* Instructions for the task:
Print the records exactly as given.

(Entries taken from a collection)
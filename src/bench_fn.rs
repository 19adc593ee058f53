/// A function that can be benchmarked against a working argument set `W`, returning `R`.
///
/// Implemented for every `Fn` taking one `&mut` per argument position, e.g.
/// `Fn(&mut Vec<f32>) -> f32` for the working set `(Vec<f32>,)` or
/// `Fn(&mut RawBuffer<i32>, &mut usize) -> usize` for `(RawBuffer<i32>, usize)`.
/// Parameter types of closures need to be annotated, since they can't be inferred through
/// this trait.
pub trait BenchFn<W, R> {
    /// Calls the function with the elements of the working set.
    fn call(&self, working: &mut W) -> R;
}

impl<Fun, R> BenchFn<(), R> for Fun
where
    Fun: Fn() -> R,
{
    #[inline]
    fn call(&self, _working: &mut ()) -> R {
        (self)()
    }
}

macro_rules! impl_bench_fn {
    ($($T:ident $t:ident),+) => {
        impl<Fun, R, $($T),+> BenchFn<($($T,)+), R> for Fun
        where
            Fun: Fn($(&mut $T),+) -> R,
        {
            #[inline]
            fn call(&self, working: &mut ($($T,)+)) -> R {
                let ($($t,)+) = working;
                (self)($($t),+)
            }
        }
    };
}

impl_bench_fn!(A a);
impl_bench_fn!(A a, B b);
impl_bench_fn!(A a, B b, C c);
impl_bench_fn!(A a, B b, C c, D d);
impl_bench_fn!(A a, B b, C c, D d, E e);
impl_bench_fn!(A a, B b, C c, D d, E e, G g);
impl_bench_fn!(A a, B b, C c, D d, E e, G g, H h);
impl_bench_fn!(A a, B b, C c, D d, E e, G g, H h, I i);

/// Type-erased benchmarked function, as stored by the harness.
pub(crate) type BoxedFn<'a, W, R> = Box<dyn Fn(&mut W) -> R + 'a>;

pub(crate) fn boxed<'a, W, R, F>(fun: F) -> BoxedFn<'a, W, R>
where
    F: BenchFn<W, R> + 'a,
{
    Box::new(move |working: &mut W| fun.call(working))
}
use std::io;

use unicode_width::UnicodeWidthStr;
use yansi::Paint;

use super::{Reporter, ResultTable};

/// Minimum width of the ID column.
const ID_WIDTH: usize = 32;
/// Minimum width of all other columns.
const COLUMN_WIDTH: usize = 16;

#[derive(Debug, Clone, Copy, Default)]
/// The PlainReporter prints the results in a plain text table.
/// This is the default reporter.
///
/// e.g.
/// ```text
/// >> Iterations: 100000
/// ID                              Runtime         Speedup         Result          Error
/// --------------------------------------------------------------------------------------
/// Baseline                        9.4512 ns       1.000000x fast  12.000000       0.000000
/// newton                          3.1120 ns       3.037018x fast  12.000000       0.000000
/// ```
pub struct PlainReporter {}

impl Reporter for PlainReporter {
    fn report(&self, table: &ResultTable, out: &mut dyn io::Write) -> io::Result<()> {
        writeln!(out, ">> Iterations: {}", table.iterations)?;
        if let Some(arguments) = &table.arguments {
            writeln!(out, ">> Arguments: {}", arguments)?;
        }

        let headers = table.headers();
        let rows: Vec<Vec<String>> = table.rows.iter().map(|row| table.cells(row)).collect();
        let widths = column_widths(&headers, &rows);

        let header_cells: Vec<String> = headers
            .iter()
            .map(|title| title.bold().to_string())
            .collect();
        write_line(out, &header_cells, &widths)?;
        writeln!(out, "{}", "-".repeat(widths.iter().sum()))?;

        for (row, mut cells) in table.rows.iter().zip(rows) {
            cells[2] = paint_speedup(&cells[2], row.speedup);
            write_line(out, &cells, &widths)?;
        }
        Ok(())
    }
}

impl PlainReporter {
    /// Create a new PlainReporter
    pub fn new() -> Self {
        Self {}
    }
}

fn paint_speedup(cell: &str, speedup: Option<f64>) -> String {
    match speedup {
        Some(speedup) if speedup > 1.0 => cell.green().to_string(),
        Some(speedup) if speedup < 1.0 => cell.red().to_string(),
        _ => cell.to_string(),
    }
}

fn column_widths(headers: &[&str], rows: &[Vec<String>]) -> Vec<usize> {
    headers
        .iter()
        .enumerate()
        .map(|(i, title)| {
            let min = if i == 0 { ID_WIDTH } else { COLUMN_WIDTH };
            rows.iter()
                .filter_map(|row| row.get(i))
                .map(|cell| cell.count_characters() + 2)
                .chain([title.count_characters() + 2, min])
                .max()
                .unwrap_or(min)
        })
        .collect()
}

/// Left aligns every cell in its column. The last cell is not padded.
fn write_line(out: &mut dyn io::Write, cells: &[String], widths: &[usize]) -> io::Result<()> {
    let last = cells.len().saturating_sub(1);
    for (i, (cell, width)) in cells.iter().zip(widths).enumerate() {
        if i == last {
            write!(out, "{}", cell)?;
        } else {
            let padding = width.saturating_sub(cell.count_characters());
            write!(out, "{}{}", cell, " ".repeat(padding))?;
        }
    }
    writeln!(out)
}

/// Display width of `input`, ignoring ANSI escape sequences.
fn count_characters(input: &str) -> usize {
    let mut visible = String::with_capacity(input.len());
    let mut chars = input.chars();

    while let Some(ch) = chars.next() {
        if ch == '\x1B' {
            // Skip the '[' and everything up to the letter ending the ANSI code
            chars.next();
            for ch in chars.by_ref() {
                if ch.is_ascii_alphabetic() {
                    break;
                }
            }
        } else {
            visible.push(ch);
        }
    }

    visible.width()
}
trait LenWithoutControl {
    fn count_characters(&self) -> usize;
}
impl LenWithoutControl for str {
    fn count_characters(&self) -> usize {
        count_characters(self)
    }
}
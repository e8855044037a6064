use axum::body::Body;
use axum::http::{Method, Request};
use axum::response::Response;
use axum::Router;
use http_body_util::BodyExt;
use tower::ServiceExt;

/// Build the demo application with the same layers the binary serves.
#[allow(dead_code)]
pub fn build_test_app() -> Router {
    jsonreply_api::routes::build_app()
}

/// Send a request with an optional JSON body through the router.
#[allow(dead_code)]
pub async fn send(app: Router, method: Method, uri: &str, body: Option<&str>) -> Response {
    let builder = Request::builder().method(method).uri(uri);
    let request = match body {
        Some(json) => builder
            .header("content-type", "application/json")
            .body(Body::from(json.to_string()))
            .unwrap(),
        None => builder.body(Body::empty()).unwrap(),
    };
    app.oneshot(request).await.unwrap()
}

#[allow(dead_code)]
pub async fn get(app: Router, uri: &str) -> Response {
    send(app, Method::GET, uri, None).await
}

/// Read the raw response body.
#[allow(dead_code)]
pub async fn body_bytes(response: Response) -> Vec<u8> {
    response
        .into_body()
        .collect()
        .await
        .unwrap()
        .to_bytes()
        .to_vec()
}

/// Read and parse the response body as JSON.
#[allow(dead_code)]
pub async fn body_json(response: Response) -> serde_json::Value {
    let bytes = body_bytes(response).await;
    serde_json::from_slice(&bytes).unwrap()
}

* Worked solution:
filename src/bench_fn.rs
repository 19adc593ee058f53
/// A function that can be benchmarked against a working argument set `W`, returning `R`.
///
/// Implemented for every `Fn` taking one `&mut` per argument position, e.g.
/// `Fn(&mut Vec<f32>) -> f32` for the working set `(Vec<f32>,)` or
/// `Fn(&mut RawBuffer<i32>, &mut usize) -> usize` for `(RawBuffer<i32>, usize)`.
/// Parameter types of closures need to be annotated, since they can't be inferred through
/// this trait.
pub trait BenchFn<W, R> {
    /// Calls the function with the elements of the working set.
    fn call(&self, working: &mut W) -> R;
}

impl<Fun, R> BenchFn<(), R> for Fun
where
    Fun: Fn() -> R,
{
    #[inline]
    fn call(&self, _working: &mut ()) -> R {
        (self)()
    }
}

macro_rules! impl_bench_fn {
    ($($T:ident $t:ident),+) => {
        impl<Fun, R, $($T),+> BenchFn<($($T,)+), R> for Fun
        where
            Fun: Fn($(&mut $T),+) -> R,
        {
            #[inline]
            fn call(&self, working: &mut ($($T,)+)) -> R {
                let ($($t,)+) = working;
                (self)($($t),+)
            }
        }
    };
}

impl_bench_fn!(A a);
impl_bench_fn!(A a, B b);
impl_bench_fn!(A a, B b, C c);
impl_bench_fn!(A a, B b, C c, D d);
impl_bench_fn!(A a, B b, C c, D d, E e);
impl_bench_fn!(A a, B b, C c, D d, E e, G g);
impl_bench_fn!(A a, B b, C c, D d, E e, G g, H h);
impl_bench_fn!(A a, B b, C c, D d, E e, G g, H h, I i);

/// Type-erased benchmarked function, as stored by the harness.
pub(crate) type BoxedFn<'a, W, R> = Box<dyn Fn(&mut W) -> R + 'a>;

pub(crate) fn boxed<'a, W, R, F>(fun: F) -> BoxedFn<'a, W, R>
where
    F: BenchFn<W, R> + 'a,
{
    Box::new(move |working: &mut W| fun.call(working))
}
use std::io;

use unicode_width::UnicodeWidthStr;
use yansi::Paint;

use super::{Reporter, ResultTable};

/// Minimum width of the ID column.
const ID_WIDTH: usize = 32;
/// Minimum width of all other columns.
const COLUMN_WIDTH: usize = 16;

#[derive(Debug, Clone, Copy, Default)]
/// The PlainReporter prints the results in a plain text table.
/// This is the default reporter.
///
/// e.g.
/// ```text
/// >> Iterations: 100000
/// ID                              Runtime         Speedup         Result          Error
/// --------------------------------------------------------------------------------------
/// Baseline                        9.4512 ns       1.000000x fast  12.000000       0.000000
/// newton                          3.1120 ns       3.037018x fast  12.000000       0.000000
/// ```
pub struct PlainReporter {}

impl Reporter for PlainReporter {
    fn report(&self, table: &ResultTable, out: &mut dyn io::Write) -> io::Result<()> {
        writeln!(out, ">> Iterations: {}", table.iterations)?;
        if let Some(arguments) = &table.arguments {
            writeln!(out, ">> Arguments: {}", arguments)?;
        }

        let headers = table.headers();
        let rows: Vec<Vec<String>> = table.rows.iter().map(|row| table.cells(row)).collect();
        let widths = column_widths(&headers, &rows);

        let header_cells: Vec<String> = headers
            .iter()
            .map(|title| title.bold().to_string())
            .collect();
        write_line(out, &header_cells, &widths)?;
        writeln!(out, "{}", "-".repeat(widths.iter().sum()))?;

        for (row, mut cells) in table.rows.iter().zip(rows) {
            cells[2] = paint_speedup(&cells[2], row.speedup);
            write_line(out, &cells, &widths)?;
        }
        Ok(())
    }
}

impl PlainReporter {
    /// Create a new PlainReporter
    pub fn new() -> Self {
        Self {}
    }
}

fn paint_speedup(cell: &str, speedup: Option<f64>) -> String {
    match speedup {
        Some(speedup) if speedup > 1.0 => cell.green().to_string(),
        Some(speedup) if speedup < 1.0 => cell.red().to_string(),
        _ => cell.to_string(),
    }
}

fn column_widths(headers: &[&str], rows: &[Vec<String>]) -> Vec<usize> {
    headers
        .iter()
        .enumerate()
        .map(|(i, title)| {
            let min = if i == 0 { ID_WIDTH } else { COLUMN_WIDTH };
            rows.iter()
                .filter_map(|row| row.get(i))
                .map(|cell| cell.count_characters() + 2)
                .chain([title.count_characters() + 2, min])
                .max()
                .unwrap_or(min)
        })
        .collect()
}

/// Left aligns every cell in its column. The last cell is not padded.
fn write_line(out: &mut dyn io::Write, cells: &[String], widths: &[usize]) -> io::Result<()> {
    let last = cells.len().saturating_sub(1);
    for (i, (cell, width)) in cells.iter().zip(widths).enumerate() {
        if i == last {
            write!(out, "{}", cell)?;
        } else {
            let padding = width.saturating_sub(cell.count_characters());
            write!(out, "{}{}", cell, " ".repeat(padding))?;
        }
    }
    writeln!(out)
}

/// Display width of `input`, ignoring ANSI escape sequences.
fn count_characters(input: &str) -> usize {
    let mut visible = String::with_capacity(input.len());
    let mut chars = input.chars();

    while let Some(ch) = chars.next() {
        if ch == '\x1B' {
            // Skip the '[' and everything up to the letter ending the ANSI code
            chars.next();
            for ch in chars.by_ref() {
                if ch.is_ascii_alphabetic() {
                    break;
                }
            }
        } else {
            visible.push(ch);
        }
    }

    visible.width()
}
trait LenWithoutControl {
    fn count_characters(&self) -> usize;
}
impl LenWithoutControl for str {
    fn count_characters(&self) -> usize {
        count_characters(self)
    }
}
repository e8855044037a6064
use axum::body::Body;
use axum::http::{Method, Request};
use axum::response::Response;
use axum::Router;
use http_body_util::BodyExt;
use tower::ServiceExt;

/// Build the demo application with the same layers the binary serves.
#[allow(dead_code)]
pub fn build_test_app() -> Router {
    jsonreply_api::routes::build_app()
}

/// Send a request with an optional JSON body through the router.
#[allow(dead_code)]
pub async fn send(app: Router, method: Method, uri: &str, body: Option<&str>) -> Response {
    let builder = Request::builder().method(method).uri(uri);
    let request = match body {
        Some(json) => builder
            .header("content-type", "application/json")
            .body(Body::from(json.to_string()))
            .unwrap(),
        None => builder.body(Body::empty()).unwrap(),
    };
    app.oneshot(request).await.unwrap()
}

#[allow(dead_code)]
pub async fn get(app: Router, uri: &str) -> Response {
    send(app, Method::GET, uri, None).await
}

/// Read the raw response body.
#[allow(dead_code)]
pub async fn body_bytes(response: Response) -> Vec<u8> {
    response
        .into_body()
        .collect()
        .await
        .unwrap()
        .to_bytes()
        .to_vec()
}

/// Read and parse the response body as JSON.
#[allow(dead_code)]
pub async fn body_json(response: Response) -> serde_json::Value {
    let bytes = body_bytes(response).await;
    serde_json::from_slice(&bytes).unwrap()
}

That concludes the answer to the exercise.